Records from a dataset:
• • •

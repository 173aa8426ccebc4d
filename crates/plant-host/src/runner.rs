//! Live Supervisory Loop
//!
//! Drives the engine at the configured cycle period. Each cycle reads the
//! latest sensor snapshot (written by the acquisition service) and any
//! operator override file, runs one step, writes the command snapshot for
//! the actuation service, and publishes the result for the telemetry
//! reporter. The loop never dies on bad input: a missing or malformed
//! snapshot file reads as empty, which the engine's sanitizer handles.

use crate::config::HostConfig;
use anyhow::{Context, Result};
use parking_lot::Mutex;
use plant_engine::{CommandSnapshot, Engine, EngineState, RawSnapshot, UiCommands};
use std::path::{Path, PathBuf};
use std::sync::Arc;
use std::time::{Duration, SystemTime};
use tracing::{info, warn};

/// File paths the runner exchanges snapshots through.
#[derive(Debug, Clone)]
pub struct RunnerPaths {
    /// Sensor snapshot JSON, written by the acquisition service.
    pub snapshot: PathBuf,
    /// Operator override JSON, written by the UI. Optional.
    pub ui: PathBuf,
    /// Command snapshot JSON, read by the actuation service.
    pub output: PathBuf,
}

/// Runs the supervisory loop until the process is stopped.
pub async fn run(
    engine: Engine,
    host: HostConfig,
    paths: RunnerPaths,
    latest: Arc<Mutex<Option<CommandSnapshot>>>,
) -> Result<()> {
    let mut state = EngineState::new(SystemTime::now(), engine.config());
    let mut interval = tokio::time::interval(Duration::from_secs_f64(host.cycle_period_s));
    interval.set_missed_tick_behavior(tokio::time::MissedTickBehavior::Delay);

    info!(period_s = host.cycle_period_s, "supervisory loop starting");
    loop {
        interval.tick().await;
        let now = SystemTime::now();

        let raw = read_snapshot(&paths.snapshot);
        let ui = read_ui(&paths.ui);

        let out = engine.step(now, &raw, &ui, &mut state);

        if let Err(err) = write_output(&paths.output, &out) {
            warn!(%err, "failed to write command snapshot");
        }
        *latest.lock() = Some(out);
    }
}

/// Reads the sensor snapshot file; any failure yields an empty snapshot.
fn read_snapshot(path: &Path) -> RawSnapshot {
    match std::fs::read_to_string(path) {
        Ok(text) => match serde_json::from_str(&text) {
            Ok(raw) => raw,
            Err(err) => {
                warn!(%err, ?path, "malformed sensor snapshot, treating as empty");
                RawSnapshot::new()
            }
        },
        Err(err) => {
            warn!(%err, ?path, "sensor snapshot unreadable, treating as empty");
            RawSnapshot::new()
        }
    }
}

/// Reads the operator override file; absence means no overrides.
fn read_ui(path: &Path) -> UiCommands {
    match std::fs::read_to_string(path) {
        Ok(text) => match serde_json::from_str(&text) {
            Ok(ui) => ui,
            Err(err) => {
                warn!(%err, ?path, "malformed override file, ignoring");
                UiCommands::none()
            }
        },
        Err(_) => UiCommands::none(),
    }
}

/// Writes the command snapshot atomically (write-then-rename) so the
/// actuation service never reads a torn file.
fn write_output(path: &Path, out: &CommandSnapshot) -> Result<()> {
    let json = serde_json::to_string_pretty(out).context("serializing command snapshot")?;
    let tmp = path.with_extension("json.tmp");
    std::fs::write(&tmp, json).with_context(|| format!("writing {:?}", tmp))?;
    std::fs::rename(&tmp, path).with_context(|| format!("renaming into {:?}", path))?;
    Ok(())
}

• • •

Your instructions: Every entry is to be copied exactly, with none omitted.

Solution below:
repository 173aa8426ccebc4d
filename crates/plant-host/src/runner.rs
//! Live Supervisory Loop
//!
//! Drives the engine at the configured cycle period. Each cycle reads the
//! latest sensor snapshot (written by the acquisition service) and any
//! operator override file, runs one step, writes the command snapshot for
//! the actuation service, and publishes the result for the telemetry
//! reporter. The loop never dies on bad input: a missing or malformed
//! snapshot file reads as empty, which the engine's sanitizer handles.

use crate::config::HostConfig;
use anyhow::{Context, Result};
use parking_lot::Mutex;
use plant_engine::{CommandSnapshot, Engine, EngineState, RawSnapshot, UiCommands};
use std::path::{Path, PathBuf};
use std::sync::Arc;
use std::time::{Duration, SystemTime};
use tracing::{info, warn};

/// File paths the runner exchanges snapshots through.
#[derive(Debug, Clone)]
pub struct RunnerPaths {
    /// Sensor snapshot JSON, written by the acquisition service.
    pub snapshot: PathBuf,
    /// Operator override JSON, written by the UI. Optional.
    pub ui: PathBuf,
    /// Command snapshot JSON, read by the actuation service.
    pub output: PathBuf,
}

/// Runs the supervisory loop until the process is stopped.
pub async fn run(
    engine: Engine,
    host: HostConfig,
    paths: RunnerPaths,
    latest: Arc<Mutex<Option<CommandSnapshot>>>,
) -> Result<()> {
    let mut state = EngineState::new(SystemTime::now(), engine.config());
    let mut interval = tokio::time::interval(Duration::from_secs_f64(host.cycle_period_s));
    interval.set_missed_tick_behavior(tokio::time::MissedTickBehavior::Delay);

    info!(period_s = host.cycle_period_s, "supervisory loop starting");
    loop {
        interval.tick().await;
        let now = SystemTime::now();

        let raw = read_snapshot(&paths.snapshot);
        let ui = read_ui(&paths.ui);

        let out = engine.step(now, &raw, &ui, &mut state);

        if let Err(err) = write_output(&paths.output, &out) {
            warn!(%err, "failed to write command snapshot");
        }
        *latest.lock() = Some(out);
    }
}

/// Reads the sensor snapshot file; any failure yields an empty snapshot.
fn read_snapshot(path: &Path) -> RawSnapshot {
    match std::fs::read_to_string(path) {
        Ok(text) => match serde_json::from_str(&text) {
            Ok(raw) => raw,
            Err(err) => {
                warn!(%err, ?path, "malformed sensor snapshot, treating as empty");
                RawSnapshot::new()
            }
        },
        Err(err) => {
            warn!(%err, ?path, "sensor snapshot unreadable, treating as empty");
            RawSnapshot::new()
        }
    }
}

/// Reads the operator override file; absence means no overrides.
fn read_ui(path: &Path) -> UiCommands {
    match std::fs::read_to_string(path) {
        Ok(text) => match serde_json::from_str(&text) {
            Ok(ui) => ui,
            Err(err) => {
                warn!(%err, ?path, "malformed override file, ignoring");
                UiCommands::none()
            }
        },
        Err(_) => UiCommands::none(),
    }
}

/// Writes the command snapshot atomically (write-then-rename) so the
/// actuation service never reads a torn file.
fn write_output(path: &Path, out: &CommandSnapshot) -> Result<()> {
    let json = serde_json::to_string_pretty(out).context("serializing command snapshot")?;
    let tmp = path.with_extension("json.tmp");
    std::fs::write(&tmp, json).with_context(|| format!("writing {:?}", tmp))?;
    std::fs::rename(&tmp, path).with_context(|| format!("renaming into {:?}", path))?;
    Ok(())
}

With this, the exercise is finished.